WORK ITEM
Wherever the word "static" appears in a line of the data, that line should be copied.

Data items
┌──

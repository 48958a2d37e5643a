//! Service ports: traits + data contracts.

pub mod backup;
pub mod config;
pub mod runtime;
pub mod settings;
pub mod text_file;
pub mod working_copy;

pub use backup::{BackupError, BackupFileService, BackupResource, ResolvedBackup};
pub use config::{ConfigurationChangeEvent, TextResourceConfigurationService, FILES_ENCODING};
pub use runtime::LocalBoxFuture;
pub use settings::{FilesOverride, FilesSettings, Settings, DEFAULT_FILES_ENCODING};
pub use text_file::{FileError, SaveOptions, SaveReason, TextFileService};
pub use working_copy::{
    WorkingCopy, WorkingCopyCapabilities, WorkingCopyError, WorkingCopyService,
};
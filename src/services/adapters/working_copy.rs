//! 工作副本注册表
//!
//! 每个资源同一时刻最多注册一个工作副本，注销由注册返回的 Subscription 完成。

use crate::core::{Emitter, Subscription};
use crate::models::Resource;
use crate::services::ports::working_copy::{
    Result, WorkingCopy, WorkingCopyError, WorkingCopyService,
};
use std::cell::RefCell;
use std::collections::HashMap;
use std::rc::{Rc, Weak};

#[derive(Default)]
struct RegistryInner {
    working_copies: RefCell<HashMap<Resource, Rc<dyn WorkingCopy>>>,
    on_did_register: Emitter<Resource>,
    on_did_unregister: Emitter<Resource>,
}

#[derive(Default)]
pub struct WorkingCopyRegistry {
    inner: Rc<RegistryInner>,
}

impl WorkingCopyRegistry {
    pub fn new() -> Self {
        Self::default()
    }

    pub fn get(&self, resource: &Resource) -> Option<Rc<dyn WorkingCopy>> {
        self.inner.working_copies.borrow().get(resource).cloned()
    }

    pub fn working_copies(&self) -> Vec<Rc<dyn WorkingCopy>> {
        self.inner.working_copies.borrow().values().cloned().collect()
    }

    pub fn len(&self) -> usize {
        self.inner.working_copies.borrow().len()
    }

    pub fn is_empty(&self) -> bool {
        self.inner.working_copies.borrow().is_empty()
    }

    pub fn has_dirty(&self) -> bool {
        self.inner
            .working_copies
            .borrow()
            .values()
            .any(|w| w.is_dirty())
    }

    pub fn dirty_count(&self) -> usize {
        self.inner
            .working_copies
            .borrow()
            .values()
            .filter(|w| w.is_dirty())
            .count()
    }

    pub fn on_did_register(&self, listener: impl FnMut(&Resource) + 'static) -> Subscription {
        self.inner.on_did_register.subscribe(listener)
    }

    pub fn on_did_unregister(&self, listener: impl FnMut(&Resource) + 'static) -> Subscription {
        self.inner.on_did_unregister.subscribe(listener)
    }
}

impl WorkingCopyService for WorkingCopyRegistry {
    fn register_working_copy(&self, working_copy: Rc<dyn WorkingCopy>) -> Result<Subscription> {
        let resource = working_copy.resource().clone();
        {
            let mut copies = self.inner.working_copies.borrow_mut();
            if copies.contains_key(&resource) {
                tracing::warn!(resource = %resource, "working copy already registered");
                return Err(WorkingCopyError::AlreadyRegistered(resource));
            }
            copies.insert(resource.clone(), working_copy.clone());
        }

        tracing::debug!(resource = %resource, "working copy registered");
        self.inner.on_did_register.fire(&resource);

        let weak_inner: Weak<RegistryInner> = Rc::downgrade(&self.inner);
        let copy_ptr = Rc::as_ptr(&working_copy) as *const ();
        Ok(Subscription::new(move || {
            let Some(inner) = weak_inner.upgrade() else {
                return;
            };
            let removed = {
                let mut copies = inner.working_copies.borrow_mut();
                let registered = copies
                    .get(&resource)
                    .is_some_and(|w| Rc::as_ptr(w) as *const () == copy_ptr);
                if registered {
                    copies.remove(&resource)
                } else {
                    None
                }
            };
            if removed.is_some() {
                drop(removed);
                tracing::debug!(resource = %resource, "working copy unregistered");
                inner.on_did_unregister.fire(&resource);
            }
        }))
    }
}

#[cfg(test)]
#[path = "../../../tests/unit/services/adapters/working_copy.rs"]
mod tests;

└──
┌──

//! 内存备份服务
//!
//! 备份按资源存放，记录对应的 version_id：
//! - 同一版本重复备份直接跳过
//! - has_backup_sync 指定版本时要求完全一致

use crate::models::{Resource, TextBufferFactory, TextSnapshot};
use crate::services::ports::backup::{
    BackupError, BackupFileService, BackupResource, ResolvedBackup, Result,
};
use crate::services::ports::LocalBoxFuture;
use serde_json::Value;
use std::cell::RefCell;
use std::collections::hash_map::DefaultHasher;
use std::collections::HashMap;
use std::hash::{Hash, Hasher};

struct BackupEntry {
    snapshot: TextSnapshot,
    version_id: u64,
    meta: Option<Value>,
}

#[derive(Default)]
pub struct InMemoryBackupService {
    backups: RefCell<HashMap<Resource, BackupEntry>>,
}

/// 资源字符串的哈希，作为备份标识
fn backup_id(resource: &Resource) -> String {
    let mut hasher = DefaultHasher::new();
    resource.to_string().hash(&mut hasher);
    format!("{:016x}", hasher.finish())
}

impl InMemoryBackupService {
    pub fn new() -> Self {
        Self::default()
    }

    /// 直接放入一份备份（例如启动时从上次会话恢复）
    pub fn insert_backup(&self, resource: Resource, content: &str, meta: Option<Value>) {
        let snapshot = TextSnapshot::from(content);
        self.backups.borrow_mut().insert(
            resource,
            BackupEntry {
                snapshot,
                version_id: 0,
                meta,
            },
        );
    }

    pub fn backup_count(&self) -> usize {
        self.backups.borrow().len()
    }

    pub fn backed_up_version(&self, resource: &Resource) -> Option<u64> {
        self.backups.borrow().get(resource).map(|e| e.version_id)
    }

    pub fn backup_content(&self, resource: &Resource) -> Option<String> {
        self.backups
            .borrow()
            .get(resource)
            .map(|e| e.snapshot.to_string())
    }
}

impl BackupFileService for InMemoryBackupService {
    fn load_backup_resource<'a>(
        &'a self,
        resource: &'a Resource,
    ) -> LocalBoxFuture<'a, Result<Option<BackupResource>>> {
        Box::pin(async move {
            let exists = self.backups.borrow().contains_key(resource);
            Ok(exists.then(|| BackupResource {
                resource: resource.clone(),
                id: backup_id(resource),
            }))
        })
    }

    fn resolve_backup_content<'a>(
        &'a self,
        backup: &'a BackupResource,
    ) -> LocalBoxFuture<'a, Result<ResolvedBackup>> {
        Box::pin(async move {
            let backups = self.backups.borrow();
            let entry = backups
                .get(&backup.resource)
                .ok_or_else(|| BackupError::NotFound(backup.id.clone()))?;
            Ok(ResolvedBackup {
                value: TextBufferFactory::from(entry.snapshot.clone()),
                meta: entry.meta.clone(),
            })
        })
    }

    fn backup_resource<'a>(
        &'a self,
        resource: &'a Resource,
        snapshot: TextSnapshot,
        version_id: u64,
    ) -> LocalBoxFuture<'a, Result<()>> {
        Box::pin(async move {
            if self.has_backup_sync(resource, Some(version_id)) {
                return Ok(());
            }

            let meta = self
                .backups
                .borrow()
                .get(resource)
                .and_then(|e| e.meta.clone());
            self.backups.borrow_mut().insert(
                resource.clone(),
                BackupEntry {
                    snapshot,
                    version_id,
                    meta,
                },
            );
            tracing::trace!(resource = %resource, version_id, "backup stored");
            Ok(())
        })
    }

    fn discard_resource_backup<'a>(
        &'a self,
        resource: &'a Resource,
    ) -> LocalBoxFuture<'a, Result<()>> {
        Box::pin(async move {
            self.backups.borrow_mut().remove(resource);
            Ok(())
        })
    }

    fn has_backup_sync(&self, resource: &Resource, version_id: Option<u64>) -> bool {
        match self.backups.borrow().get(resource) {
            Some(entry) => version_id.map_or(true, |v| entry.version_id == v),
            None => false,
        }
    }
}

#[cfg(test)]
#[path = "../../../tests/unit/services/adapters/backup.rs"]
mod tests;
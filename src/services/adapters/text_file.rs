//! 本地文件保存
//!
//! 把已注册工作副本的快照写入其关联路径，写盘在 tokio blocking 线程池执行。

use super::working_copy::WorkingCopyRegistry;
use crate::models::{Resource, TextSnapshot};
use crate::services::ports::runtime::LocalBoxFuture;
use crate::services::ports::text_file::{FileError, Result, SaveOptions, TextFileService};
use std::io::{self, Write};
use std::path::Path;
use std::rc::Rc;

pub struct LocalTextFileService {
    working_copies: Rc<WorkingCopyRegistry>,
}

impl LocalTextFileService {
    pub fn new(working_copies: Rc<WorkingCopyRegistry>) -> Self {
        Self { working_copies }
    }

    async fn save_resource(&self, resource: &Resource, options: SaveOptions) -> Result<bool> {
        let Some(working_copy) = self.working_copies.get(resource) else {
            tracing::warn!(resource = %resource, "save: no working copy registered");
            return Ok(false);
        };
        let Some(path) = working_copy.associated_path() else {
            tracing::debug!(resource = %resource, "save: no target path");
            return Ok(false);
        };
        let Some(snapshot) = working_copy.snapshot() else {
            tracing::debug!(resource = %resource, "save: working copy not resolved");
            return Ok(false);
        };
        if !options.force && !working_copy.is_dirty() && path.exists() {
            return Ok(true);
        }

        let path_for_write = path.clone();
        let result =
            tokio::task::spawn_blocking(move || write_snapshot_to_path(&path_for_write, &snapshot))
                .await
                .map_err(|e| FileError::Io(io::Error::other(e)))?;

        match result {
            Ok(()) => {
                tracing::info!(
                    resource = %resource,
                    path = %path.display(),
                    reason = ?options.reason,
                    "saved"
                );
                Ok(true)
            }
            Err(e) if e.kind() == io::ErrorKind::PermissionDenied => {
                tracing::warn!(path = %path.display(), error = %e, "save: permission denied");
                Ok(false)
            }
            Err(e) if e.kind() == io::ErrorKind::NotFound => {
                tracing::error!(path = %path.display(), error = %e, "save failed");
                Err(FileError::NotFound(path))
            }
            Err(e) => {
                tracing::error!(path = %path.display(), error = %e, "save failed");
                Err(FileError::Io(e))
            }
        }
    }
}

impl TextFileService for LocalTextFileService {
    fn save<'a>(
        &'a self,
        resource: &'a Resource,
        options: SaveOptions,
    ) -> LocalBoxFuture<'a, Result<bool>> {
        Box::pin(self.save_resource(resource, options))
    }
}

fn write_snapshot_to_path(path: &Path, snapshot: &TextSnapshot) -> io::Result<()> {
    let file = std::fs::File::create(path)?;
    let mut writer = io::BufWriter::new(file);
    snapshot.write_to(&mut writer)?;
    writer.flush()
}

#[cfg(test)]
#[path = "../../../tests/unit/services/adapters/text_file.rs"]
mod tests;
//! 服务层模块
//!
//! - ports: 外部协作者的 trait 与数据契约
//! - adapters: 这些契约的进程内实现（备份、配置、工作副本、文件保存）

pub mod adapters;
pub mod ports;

└──
┌──

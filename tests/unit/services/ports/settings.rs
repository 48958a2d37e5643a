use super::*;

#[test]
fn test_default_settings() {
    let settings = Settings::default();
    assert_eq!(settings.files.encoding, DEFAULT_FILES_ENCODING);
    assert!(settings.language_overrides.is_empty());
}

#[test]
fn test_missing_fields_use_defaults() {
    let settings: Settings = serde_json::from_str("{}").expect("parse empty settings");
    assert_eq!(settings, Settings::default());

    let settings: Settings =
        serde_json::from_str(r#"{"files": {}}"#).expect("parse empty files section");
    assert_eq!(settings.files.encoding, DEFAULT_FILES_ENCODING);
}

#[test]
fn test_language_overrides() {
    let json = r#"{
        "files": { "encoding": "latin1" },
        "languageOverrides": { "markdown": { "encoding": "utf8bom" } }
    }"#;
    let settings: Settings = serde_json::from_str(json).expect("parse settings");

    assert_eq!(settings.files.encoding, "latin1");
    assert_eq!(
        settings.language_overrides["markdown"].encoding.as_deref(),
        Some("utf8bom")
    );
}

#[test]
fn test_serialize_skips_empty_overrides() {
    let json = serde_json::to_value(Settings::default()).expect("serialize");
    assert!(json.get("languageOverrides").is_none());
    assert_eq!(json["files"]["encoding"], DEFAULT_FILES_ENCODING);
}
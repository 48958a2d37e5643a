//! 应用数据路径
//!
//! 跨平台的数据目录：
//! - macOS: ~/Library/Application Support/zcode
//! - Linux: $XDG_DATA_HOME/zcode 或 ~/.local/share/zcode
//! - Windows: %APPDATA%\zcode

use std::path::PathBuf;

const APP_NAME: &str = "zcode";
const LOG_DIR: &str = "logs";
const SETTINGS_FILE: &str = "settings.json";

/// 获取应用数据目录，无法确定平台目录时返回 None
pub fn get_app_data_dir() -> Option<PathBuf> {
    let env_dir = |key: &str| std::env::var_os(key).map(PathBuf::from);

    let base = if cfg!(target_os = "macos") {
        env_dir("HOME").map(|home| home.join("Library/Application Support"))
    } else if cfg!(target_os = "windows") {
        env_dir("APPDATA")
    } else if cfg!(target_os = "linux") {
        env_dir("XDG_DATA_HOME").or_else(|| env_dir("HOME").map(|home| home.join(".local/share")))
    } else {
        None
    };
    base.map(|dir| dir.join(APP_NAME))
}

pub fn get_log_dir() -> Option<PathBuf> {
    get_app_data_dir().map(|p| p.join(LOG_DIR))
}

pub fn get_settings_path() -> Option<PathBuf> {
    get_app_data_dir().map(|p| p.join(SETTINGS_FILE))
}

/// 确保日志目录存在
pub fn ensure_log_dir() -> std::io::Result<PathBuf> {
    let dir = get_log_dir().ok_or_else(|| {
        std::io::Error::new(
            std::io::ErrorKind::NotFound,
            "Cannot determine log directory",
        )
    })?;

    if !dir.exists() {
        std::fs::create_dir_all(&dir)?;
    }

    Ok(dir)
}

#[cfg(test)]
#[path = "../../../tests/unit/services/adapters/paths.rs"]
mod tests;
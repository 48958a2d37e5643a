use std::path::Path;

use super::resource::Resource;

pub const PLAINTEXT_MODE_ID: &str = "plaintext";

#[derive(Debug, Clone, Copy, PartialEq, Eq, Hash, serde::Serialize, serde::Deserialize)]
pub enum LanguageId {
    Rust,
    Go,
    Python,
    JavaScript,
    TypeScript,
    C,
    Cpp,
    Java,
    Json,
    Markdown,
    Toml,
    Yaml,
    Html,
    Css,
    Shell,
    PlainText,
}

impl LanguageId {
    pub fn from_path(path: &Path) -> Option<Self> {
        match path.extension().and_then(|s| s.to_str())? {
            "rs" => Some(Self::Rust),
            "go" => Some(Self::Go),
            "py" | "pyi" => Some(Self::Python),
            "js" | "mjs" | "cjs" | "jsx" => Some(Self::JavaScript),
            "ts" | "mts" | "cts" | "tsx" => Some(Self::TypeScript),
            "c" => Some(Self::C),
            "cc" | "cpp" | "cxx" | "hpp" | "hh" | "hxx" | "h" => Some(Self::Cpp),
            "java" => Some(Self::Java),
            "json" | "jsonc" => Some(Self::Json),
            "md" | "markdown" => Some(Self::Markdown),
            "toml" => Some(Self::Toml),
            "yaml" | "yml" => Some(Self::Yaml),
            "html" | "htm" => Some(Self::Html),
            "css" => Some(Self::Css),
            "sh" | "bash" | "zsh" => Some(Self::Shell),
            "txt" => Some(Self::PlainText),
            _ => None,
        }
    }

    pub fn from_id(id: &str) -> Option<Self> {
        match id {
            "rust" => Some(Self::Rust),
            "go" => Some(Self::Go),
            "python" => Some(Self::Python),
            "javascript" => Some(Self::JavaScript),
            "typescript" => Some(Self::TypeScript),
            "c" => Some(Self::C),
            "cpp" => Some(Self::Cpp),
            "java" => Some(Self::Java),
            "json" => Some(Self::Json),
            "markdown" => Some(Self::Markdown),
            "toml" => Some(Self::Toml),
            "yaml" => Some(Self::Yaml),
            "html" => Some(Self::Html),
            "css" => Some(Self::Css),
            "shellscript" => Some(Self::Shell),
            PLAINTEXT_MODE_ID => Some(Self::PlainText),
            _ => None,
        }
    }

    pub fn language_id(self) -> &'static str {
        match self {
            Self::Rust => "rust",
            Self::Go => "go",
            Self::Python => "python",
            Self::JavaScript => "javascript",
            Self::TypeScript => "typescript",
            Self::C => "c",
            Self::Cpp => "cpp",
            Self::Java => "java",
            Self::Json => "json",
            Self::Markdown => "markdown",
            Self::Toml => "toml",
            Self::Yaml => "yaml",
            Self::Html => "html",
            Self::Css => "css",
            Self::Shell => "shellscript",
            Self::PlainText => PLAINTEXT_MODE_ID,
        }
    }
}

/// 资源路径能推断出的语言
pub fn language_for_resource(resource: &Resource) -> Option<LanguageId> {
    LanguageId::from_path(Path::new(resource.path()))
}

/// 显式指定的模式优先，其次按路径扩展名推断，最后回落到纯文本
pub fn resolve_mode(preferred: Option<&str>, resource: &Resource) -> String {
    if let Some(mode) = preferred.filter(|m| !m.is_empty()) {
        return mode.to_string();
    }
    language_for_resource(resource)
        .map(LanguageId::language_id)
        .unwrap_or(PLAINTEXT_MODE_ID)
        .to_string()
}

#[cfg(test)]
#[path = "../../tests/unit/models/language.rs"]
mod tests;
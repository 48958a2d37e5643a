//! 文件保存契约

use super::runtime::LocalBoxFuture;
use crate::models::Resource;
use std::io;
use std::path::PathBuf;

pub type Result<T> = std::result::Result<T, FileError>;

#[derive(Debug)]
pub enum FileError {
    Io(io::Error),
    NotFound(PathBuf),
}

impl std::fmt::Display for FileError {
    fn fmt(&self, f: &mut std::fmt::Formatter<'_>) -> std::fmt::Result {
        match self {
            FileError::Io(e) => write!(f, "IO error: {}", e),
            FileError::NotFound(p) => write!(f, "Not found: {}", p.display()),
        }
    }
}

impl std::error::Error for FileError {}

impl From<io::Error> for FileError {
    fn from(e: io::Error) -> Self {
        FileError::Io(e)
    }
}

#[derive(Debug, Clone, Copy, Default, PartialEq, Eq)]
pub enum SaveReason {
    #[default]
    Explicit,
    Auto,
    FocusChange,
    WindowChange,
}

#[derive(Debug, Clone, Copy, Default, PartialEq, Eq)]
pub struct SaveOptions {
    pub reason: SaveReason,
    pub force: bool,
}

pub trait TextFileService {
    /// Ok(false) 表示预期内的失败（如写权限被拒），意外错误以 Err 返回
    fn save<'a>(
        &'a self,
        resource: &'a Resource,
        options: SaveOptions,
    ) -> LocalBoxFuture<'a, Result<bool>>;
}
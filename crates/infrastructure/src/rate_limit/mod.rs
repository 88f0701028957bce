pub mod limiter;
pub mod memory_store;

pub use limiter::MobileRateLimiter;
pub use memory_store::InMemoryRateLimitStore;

└──

EXERCISE OUTPUT
    pub fn on_did_register(&self, listener: impl FnMut(&Resource) + 'static) -> Subscription {
    pub fn on_did_unregister(&self, listener: impl FnMut(&Resource) + 'static) -> Subscription {
    pub fn language_id(self) -> &'static str {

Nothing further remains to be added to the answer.